In 2008, following a comprehensive review of the USMLE program, the NBME’s official position on secondary uses of USMLE scores changed. Instead of cautioning against their use for nonintended purposes, the Committee to Evaluate the USMLE Program officially sanctioned such secondary uses, “provided that they do not compromise the primary purpose” of the test in making decisions regarding initial medical licensure.16 Since then, the use and importance of Step 1 scores in residency selection has only increased.

In 2010, 73% of PDs across all specialties reported using applicants’ USMLE Step 1 score when determining whom to interview.17 By 2018, this figure rose to 94%.18 PDs cite no other factor more frequently as being relevant to their decision to offer an interview, and they cite few as more impactful.

We believe that the increasing student focus on Step 1 is evidenced by rising examination scores. In 1993, the mean score on the USMLE Step 1 was 200, with a standard deviation (SD) of 20. In 2018, the mean score was 230 (SD, 19) for test takers from U.S. and Canadian medical schools; a score of 200 would have fallen at the 8th percentile.19 As student scores on Step 1 have risen, the minimum passing score for Step 1 has increased 5 times since 199720–24 (Figure 1)—despite the absence of meaningful data demonstrating that each prior standard was failing to screen out incompetent practitioners. Indeed, despite increases to the minimum passing score, the initial pass rate for U.S. medical students on Step 1 is at an all-time high (94%–95% for U.S. test takers over the past 5 years).25

Figure 1
Figure 1:
United States Medical Licensing Examination Step 1 national mean score and minimum passing score, 1993–2018.20–25

Harms of Step 1 Mania

Having fulfilled its original purpose, in 2001, the NBME underwent a corporate restructuring and redefined its mission as being “to protect the health of the public through state of the art assessments of health professionals.”26 While physician licensure is an essential part of protecting the public, we are skeptical that Step 1 mania has benefitted society. We are unaware of any data demonstrating improvement in any public health metric due to rising Step 1 scores; rather, evidence is mounting that Step 1 mania may be undermining the NBME’s core mission by disadvantaging some test takers, unduly influencing graduates’ career options, restraining curricular innovation, and causing students to prioritize memorization over wellness and long-term learning.

Though there has been a national call to increase the diversity of the physician workforce, the current use of USMLE Step 1 scores in residency selection may disadvantage women and minorities underrepresented in medicine.

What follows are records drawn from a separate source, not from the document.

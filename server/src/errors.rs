// covenant_server/src/errors.rs

use actix_web::{http::StatusCode, HttpResponse, ResponseError};
use covenant::CovenantError;
use serde_json::json;
use thiserror::Error;

#[derive(Debug, Error)]
pub enum AppError {
  #[error(transparent)]
  Domain(#[from] CovenantError),

  #[error("Configuration Error: {0}")]
  Config(String),

  #[error("Database Error: {0}")]
  Sqlx(#[from] sqlx::Error),

  #[error("Internal Server Error: {0}")]
  Internal(String),
}

impl AppError {
  pub fn validation(msg: impl Into<String>) -> Self {
    AppError::Domain(CovenantError::validation(msg))
  }

  pub fn not_found(msg: impl Into<String>) -> Self {
    AppError::Domain(CovenantError::not_found(msg))
  }

  pub fn unauthorized(msg: impl Into<String>) -> Self {
    AppError::Domain(CovenantError::Unauthorized(msg.into()))
  }

  fn code(&self) -> &'static str {
    match self {
      AppError::Domain(inner) => inner.category(),
      AppError::Sqlx(_) => "upstream_failure",
      AppError::Config(_) | AppError::Internal(_) => "internal",
    }
  }
}

impl From<anyhow::Error> for AppError {
  fn from(err: anyhow::Error) -> Self {
    AppError::Domain(CovenantError::from(err))
  }
}

impl ResponseError for AppError {
  fn status_code(&self) -> StatusCode {
    match self {
      AppError::Domain(inner) => match inner {
        CovenantError::Unauthorized(_) => StatusCode::UNAUTHORIZED,
        CovenantError::NotFound(_) => StatusCode::NOT_FOUND,
        CovenantError::Validation(_) => StatusCode::BAD_REQUEST,
        CovenantError::DuplicateIdentifier { .. } => StatusCode::CONFLICT,
        CovenantError::Upstream { .. } => StatusCode::SERVICE_UNAVAILABLE,
        CovenantError::HandlerMissing { .. }
        | CovenantError::WorkflowNotRegistered { .. }
        | CovenantError::Internal(_) => StatusCode::INTERNAL_SERVER_ERROR,
      },
      AppError::Sqlx(_) => StatusCode::SERVICE_UNAVAILABLE,
      AppError::Config(_) | AppError::Internal(_) => StatusCode::INTERNAL_SERVER_ERROR,
    }
  }

  fn error_response(&self) -> HttpResponse {
    let status = self.status_code();
    // Client errors carry their own message; everything else gets a generic one.
    let message = match self {
      AppError::Domain(CovenantError::Unauthorized(m))
      | AppError::Domain(CovenantError::NotFound(m))
      | AppError::Domain(CovenantError::Validation(m)) => {
        tracing::warn!(application_error = %self, "Responding with client error");
        m.clone()
      }
      AppError::Domain(CovenantError::DuplicateIdentifier { .. }) => {
        tracing::error!(application_error = %self, "Identifier collision");
        "Your submission could not be recorded. Please try again.".to_string()
      }
      _ => {
        tracing::error!(application_error = %self, "Responding with error");
        "A connection to the records was disrupted. Please try again later.".to_string()
      }
    };
    HttpResponse::build(status).json(json!({ "error": message, "code": self.code() }))
  }
}

pub type Result<T, E = AppError> = std::result::Result<T, E>;

#[cfg(test)]
mod tests {
  use super::*;
  use actix_web::body::MessageBody;

  fn body_json(err: &AppError) -> serde_json::Value {
    let bytes = err.error_response().into_body().try_into_bytes().unwrap();
    serde_json::from_slice(&bytes).unwrap()
  }

  #[test]
  fn client_errors_keep_their_message() {
    let err = AppError::not_found("Order not found for this registration.");
    assert_eq!(err.status_code(), StatusCode::NOT_FOUND);
    let body = body_json(&err);
    assert_eq!(body["error"], "Order not found for this registration.");
    assert_eq!(body["code"], "not_found");
  }

  #[test]
  fn duplicate_identifier_is_generic_conflict() {
    let err = AppError::Domain(CovenantError::DuplicateIdentifier {
      field: "order_number".to_string(),
      value: "ORD-AAAAAA".to_string(),
    });
    assert_eq!(err.status_code(), StatusCode::CONFLICT);
    let body = body_json(&err);
    assert_eq!(body["code"], "duplicate_identifier");
    assert!(!body["error"].as_str().unwrap().contains("ORD-AAAAAA"));
  }

  #[test]
  fn upstream_details_are_not_leaked() {
    let err = AppError::from(anyhow::anyhow!("password authentication failed for user \"covenant\""));
    assert_eq!(err.status_code(), StatusCode::SERVICE_UNAVAILABLE);
    let body = body_json(&err);
    assert_eq!(body["code"], "upstream_failure");
    assert!(!body["error"].as_str().unwrap().contains("password"));
  }

  #[test]
  fn database_setup_failures_are_unavailable() {
    let err = AppError::from(sqlx::Error::PoolTimedOut);
    assert_eq!(err.status_code(), StatusCode::SERVICE_UNAVAILABLE);
    let body = body_json(&err);
    assert_eq!(body["code"], "upstream_failure");
    assert!(!body["error"].as_str().unwrap().contains("pool"));
  }
}
// covenant_server/src/services/mod.rs

pub mod auth_service;
pub mod mailer;
pub mod storage;
pub mod templates;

According to an NBME study of first-time test takers from 2010 to 2015, female test takers scored 5.9 points lower on Step 1 when compared with a white male reference group, and test takers self-reporting as black and Hispanic scored, respectively, 16.5 and 12.1 points lower.27 While the authors noted that the magnitude of these differences decreased after accounting for undergraduate grade point average and Medical College Admission Test (MCAT) scores, we believe that such adjustments would not occur in practice. Sixty-four percent of PDs across all disciplines use a specific target score for determining candidates to interview,18 and PDs who use Step 1 scores for screening seem unlikely to apply a complex statistical adjustment to the raw score.

Studies suggest that medical students select or alter their career choice in response to Step 1 scores.28,29 In some cases, students are effectively eliminated from consideration in certain residencies based on Step 1 scores alone.30 Because the test was neither intended nor validated as a vocational aptitude test, these USMLE score–influenced decisions seem unlikely to benefit the public. Similarly, the financial cost of test preparation (conservatively estimated to exceed $7.5 million [M] annually31) may increase student loan debt. Notably, the individual cost of the most commonly used resources may exceed $1000,1,32 and more heavily indebted students are less likely to choose less lucrative careers in fields such as primary care33 where physician shortages loom largest—a possible outcome that, again, does not improve public health.

Preparation for USMLE Step 1 has become the de facto preclinical educational curriculum.1 Regrettably, students’ intense focus on Step 1 preparation limits the willingness of medical schools to teach content that is not directly assessed on the test. This restrains innovation and meaningful experimentation in preclinical medical education and raises the question of whether medical educators are best preparing students to serve the public in a rapidly changing field.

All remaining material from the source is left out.